_INFORMATION SHOWN_:
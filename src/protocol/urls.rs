//! URL composition for database and document endpoints.
//!
//! Nothing here validates or escapes its input. The host must carry its scheme
//! and no trailing slash; document IDs are inserted verbatim, so IDs containing
//! `/`, `?` or `#` must be escaped by the caller.
//!
//! # Examples
//!
//! ```
//! use couch_http::protocol::{base_url, document_url, revision_url};
//!
//! let base = base_url("http://localhost", Some(5984), "test");
//! assert_eq!(base, "http://localhost:5984/test");
//!
//! let doc = document_url(&base, "doc1");
//! assert_eq!(doc, "http://localhost:5984/test/doc1");
//!
//! let rev = revision_url(&base, "doc1", Some("1-abc"));
//! assert_eq!(rev, "http://localhost:5984/test/doc1?rev=1-abc");
//! ```

use super::constants::{NULL_REVISION, REV_PARAM};

/// Compose `host[:port]/database`.
///
/// When `port` is `None` the host is used as-is, which is how a URL behind a
/// reverse proxy or with a port already embedded in `host` is expressed.
pub fn base_url(host: &str, port: Option<u16>, database: &str) -> String {
    match port {
        Some(port) => format!("{}:{}/{}", host, port, database),
        None => format!("{}/{}", host, database),
    }
}

/// Compose `{base}/{id}`.
#[inline]
pub fn document_url(base: &str, id: &str) -> String {
    format!("{}/{}", base, id)
}

/// Compose `{base}/{id}?rev={revision}`.
///
/// An unresolved revision is written as the literal `null`.
pub fn revision_url(base: &str, id: &str, revision: Option<&str>) -> String {
    format!(
        "{}?{}={}",
        document_url(base, id),
        REV_PARAM,
        revision.unwrap_or(NULL_REVISION)
    )
}
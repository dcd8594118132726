//! Response returned by a transport.
//!
//! # Examples
//!
//! ```
//! use couch_http::StoreResponse;
//!
//! let response = StoreResponse::new(200, r#"{"_id":"doc1","_rev":"1-abc","a":1}"#);
//! assert!(response.ok());
//! assert_eq!(response.revision().as_deref(), Some("1-abc"));
//!
//! let json = response.json().unwrap();
//! assert_eq!(json["a"], 1);
//! ```

use crate::error::{Result, StoreError};
use crate::protocol::constants::REV_FIELD;
use crate::types::outcome::is_ok_status;
use serde_json::Value;
use std::collections::BTreeMap;

/// Status code and raw body of a store response.
#[derive(Clone, Debug, PartialEq, Eq)]
pub struct StoreResponse {
    /// HTTP status code
    pub status: u16,

    /// Raw response body
    pub body: String,
}

impl StoreResponse {
    /// Create a response from a status and body.
    pub fn new(status: u16, body: impl Into<String>) -> Self {
        Self {
            status,
            body: body.into(),
        }
    }

    /// Whether the status is in the 2xx range.
    #[inline]
    #[must_use]
    pub fn ok(&self) -> bool {
        is_ok_status(self.status)
    }

    /// HTTP status code.
    #[inline]
    #[must_use]
    pub fn status(&self) -> u16 {
        self.status
    }

    /// Raw response body.
    #[inline]
    #[must_use]
    pub fn body(&self) -> &str {
        &self.body
    }

    /// Parse the body as a JSON object, keys in sorted order.
    ///
    /// # Errors
    ///
    /// [`StoreError::Json`] when the body is not JSON, and
    /// [`StoreError::UnexpectedBody`] when it is JSON but not an object.
    pub fn json(&self) -> Result<BTreeMap<String, Value>> {
        match serde_json::from_str::<Value>(&self.body)? {
            Value::Object(map) => Ok(map.into_iter().collect()),
            _ => Err(StoreError::UnexpectedBody(self.body.clone())),
        }
    }

    /// The `_rev` string of a JSON object body, if there is one.
    pub fn revision(&self) -> Option<String> {
        self.json()
            .ok()?
            .get(REV_FIELD)?
            .as_str()
            .map(str::to_owned)
    }
}
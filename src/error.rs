//! Error types for document store operations.
//!
//! Store-level failures (404, 409, 500, ...) are never errors here: the client
//! reports them as `false` or an empty document. A [`StoreError`] means the
//! exchange itself failed, or the store answered with something that is not JSON.
//!
//! # Error Categories
//!
//! | Category | Variants | Retryable |
//! |----------|----------|-----------|
//! | Network | `Transport`, `Timeout` | Yes |
//! | Payload | `Json`, `UnexpectedBody` | No |
//! | Configuration | `Config` | No |
//!
//! The client itself never retries. [`StoreError::is_retryable()`] is there for
//! callers that want to.
//!
//! # Examples
//!
//! ```
//! use couch_http::StoreError;
//!
//! let err = StoreError::Timeout;
//! assert!(err.is_retryable());
//!
//! let err = StoreError::UnexpectedBody("[1, 2]".into());
//! assert!(!err.is_retryable());
//! assert!(err.to_string().contains("[1, 2]"));
//! ```

use thiserror::Error;

/// Result type for document store operations.
pub type Result<T> = std::result::Result<T, StoreError>;

/// Errors raised by the transport or while decoding a store response.
#[derive(Error, Debug)]
#[non_exhaustive]
pub enum StoreError {
    /// The HTTP exchange could not be completed (connect, DNS, read failure).
    #[error("Transport error: {0}")]
    Transport(String),

    /// The transport gave up waiting for a response.
    #[error("Request timed out")]
    Timeout,

    /// A successful response carried a body that is not valid JSON.
    #[error("JSON error: {0}")]
    Json(#[from] serde_json::Error),

    /// A successful response carried JSON that is not an object.
    #[error("Unexpected response body: {0}")]
    UnexpectedBody(String),

    /// Invalid transport configuration.
    #[error("Configuration error: {0}")]
    Config(String),
}

impl From<reqwest::Error> for StoreError {
    fn from(err: reqwest::Error) -> Self {
        if err.is_timeout() {
            StoreError::Timeout
        } else if err.is_builder() {
            StoreError::Config(err.to_string())
        } else {
            StoreError::Transport(err.to_string())
        }
    }
}

impl StoreError {
    /// Check if this error is transient and the request may succeed when sent again.
    #[inline]
    #[must_use]
    pub fn is_retryable(&self) -> bool {
        matches!(self, StoreError::Transport(_) | StoreError::Timeout)
    }

    /// Check if this error is a timeout.
    #[inline]
    #[must_use]
    pub fn is_timeout(&self) -> bool {
        matches!(self, StoreError::Timeout)
    }
}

_PROBLEM REQUIREMENTS_: Give the entries again, every one of them exactly.

_EXERCISE ANSWER_:
filename src/protocol/urls.rs
//! URL composition for database and document endpoints.
//!
//! Nothing here validates or escapes its input. The host must carry its scheme
//! and no trailing slash; document IDs are inserted verbatim, so IDs containing
//! `/`, `?` or `#` must be escaped by the caller.
//!
//! # Examples
//!
//! ```
//! use couch_http::protocol::{base_url, document_url, revision_url};
//!
//! let base = base_url("http://localhost", Some(5984), "test");
//! assert_eq!(base, "http://localhost:5984/test");
//!
//! let doc = document_url(&base, "doc1");
//! assert_eq!(doc, "http://localhost:5984/test/doc1");
//!
//! let rev = revision_url(&base, "doc1", Some("1-abc"));
//! assert_eq!(rev, "http://localhost:5984/test/doc1?rev=1-abc");
//! ```

use super::constants::{NULL_REVISION, REV_PARAM};

/// Compose `host[:port]/database`.
///
/// When `port` is `None` the host is used as-is, which is how a URL behind a
/// reverse proxy or with a port already embedded in `host` is expressed.
pub fn base_url(host: &str, port: Option<u16>, database: &str) -> String {
    match port {
        Some(port) => format!("{}:{}/{}", host, port, database),
        None => format!("{}/{}", host, database),
    }
}

/// Compose `{base}/{id}`.
#[inline]
pub fn document_url(base: &str, id: &str) -> String {
    format!("{}/{}", base, id)
}

/// Compose `{base}/{id}?rev={revision}`.
///
/// An unresolved revision is written as the literal `null`.
pub fn revision_url(base: &str, id: &str, revision: Option<&str>) -> String {
    format!(
        "{}?{}={}",
        document_url(base, id),
        REV_PARAM,
        revision.unwrap_or(NULL_REVISION)
    )
}
repository dcd8594118132726
//! Response returned by a transport.
//!
//! # Examples
//!
//! ```
//! use couch_http::StoreResponse;
//!
//! let response = StoreResponse::new(200, r#"{"_id":"doc1","_rev":"1-abc","a":1}"#);
//! assert!(response.ok());
//! assert_eq!(response.revision().as_deref(), Some("1-abc"));
//!
//! let json = response.json().unwrap();
//! assert_eq!(json["a"], 1);
//! ```

use crate::error::{Result, StoreError};
use crate::protocol::constants::REV_FIELD;
use crate::types::outcome::is_ok_status;
use serde_json::Value;
use std::collections::BTreeMap;

/// Status code and raw body of a store response.
#[derive(Clone, Debug, PartialEq, Eq)]
pub struct StoreResponse {
    /// HTTP status code
    pub status: u16,

    /// Raw response body
    pub body: String,
}

impl StoreResponse {
    /// Create a response from a status and body.
    pub fn new(status: u16, body: impl Into<String>) -> Self {
        Self {
            status,
            body: body.into(),
        }
    }

    /// Whether the status is in the 2xx range.
    #[inline]
    #[must_use]
    pub fn ok(&self) -> bool {
        is_ok_status(self.status)
    }

    /// HTTP status code.
    #[inline]
    #[must_use]
    pub fn status(&self) -> u16 {
        self.status
    }

    /// Raw response body.
    #[inline]
    #[must_use]
    pub fn body(&self) -> &str {
        &self.body
    }

    /// Parse the body as a JSON object, keys in sorted order.
    ///
    /// # Errors
    ///
    /// [`StoreError::Json`] when the body is not JSON, and
    /// [`StoreError::UnexpectedBody`] when it is JSON but not an object.
    pub fn json(&self) -> Result<BTreeMap<String, Value>> {
        match serde_json::from_str::<Value>(&self.body)? {
            Value::Object(map) => Ok(map.into_iter().collect()),
            _ => Err(StoreError::UnexpectedBody(self.body.clone())),
        }
    }

    /// The `_rev` string of a JSON object body, if there is one.
    pub fn revision(&self) -> Option<String> {
        self.json()
            .ok()?
            .get(REV_FIELD)?
            .as_str()
            .map(str::to_owned)
    }
}
filename src/error.rs
//! Error types for document store operations.
//!
//! Store-level failures (404, 409, 500, ...) are never errors here: the client
//! reports them as `false` or an empty document. A [`StoreError`] means the
//! exchange itself failed, or the store answered with something that is not JSON.
//!
//! # Error Categories
//!
//! | Category | Variants | Retryable |
//! |----------|----------|-----------|
//! | Network | `Transport`, `Timeout` | Yes |
//! | Payload | `Json`, `UnexpectedBody` | No |
//! | Configuration | `Config` | No |
//!
//! The client itself never retries. [`StoreError::is_retryable()`] is there for
//! callers that want to.
//!
//! # Examples
//!
//! ```
//! use couch_http::StoreError;
//!
//! let err = StoreError::Timeout;
//! assert!(err.is_retryable());
//!
//! let err = StoreError::UnexpectedBody("[1, 2]".into());
//! assert!(!err.is_retryable());
//! assert!(err.to_string().contains("[1, 2]"));
//! ```

use thiserror::Error;

/// Result type for document store operations.
pub type Result<T> = std::result::Result<T, StoreError>;

/// Errors raised by the transport or while decoding a store response.
#[derive(Error, Debug)]
#[non_exhaustive]
pub enum StoreError {
    /// The HTTP exchange could not be completed (connect, DNS, read failure).
    #[error("Transport error: {0}")]
    Transport(String),

    /// The transport gave up waiting for a response.
    #[error("Request timed out")]
    Timeout,

    /// A successful response carried a body that is not valid JSON.
    #[error("JSON error: {0}")]
    Json(#[from] serde_json::Error),

    /// A successful response carried JSON that is not an object.
    #[error("Unexpected response body: {0}")]
    UnexpectedBody(String),

    /// Invalid transport configuration.
    #[error("Configuration error: {0}")]
    Config(String),
}

impl From<reqwest::Error> for StoreError {
    fn from(err: reqwest::Error) -> Self {
        if err.is_timeout() {
            StoreError::Timeout
        } else if err.is_builder() {
            StoreError::Config(err.to_string())
        } else {
            StoreError::Transport(err.to_string())
        }
    }
}

impl StoreError {
    /// Check if this error is transient and the request may succeed when sent again.
    #[inline]
    #[must_use]
    pub fn is_retryable(&self) -> bool {
        matches!(self, StoreError::Transport(_) | StoreError::Timeout)
    }

    /// Check if this error is a timeout.
    #[inline]
    #[must_use]
    pub fn is_timeout(&self) -> bool {
        matches!(self, StoreError::Timeout)
    }
}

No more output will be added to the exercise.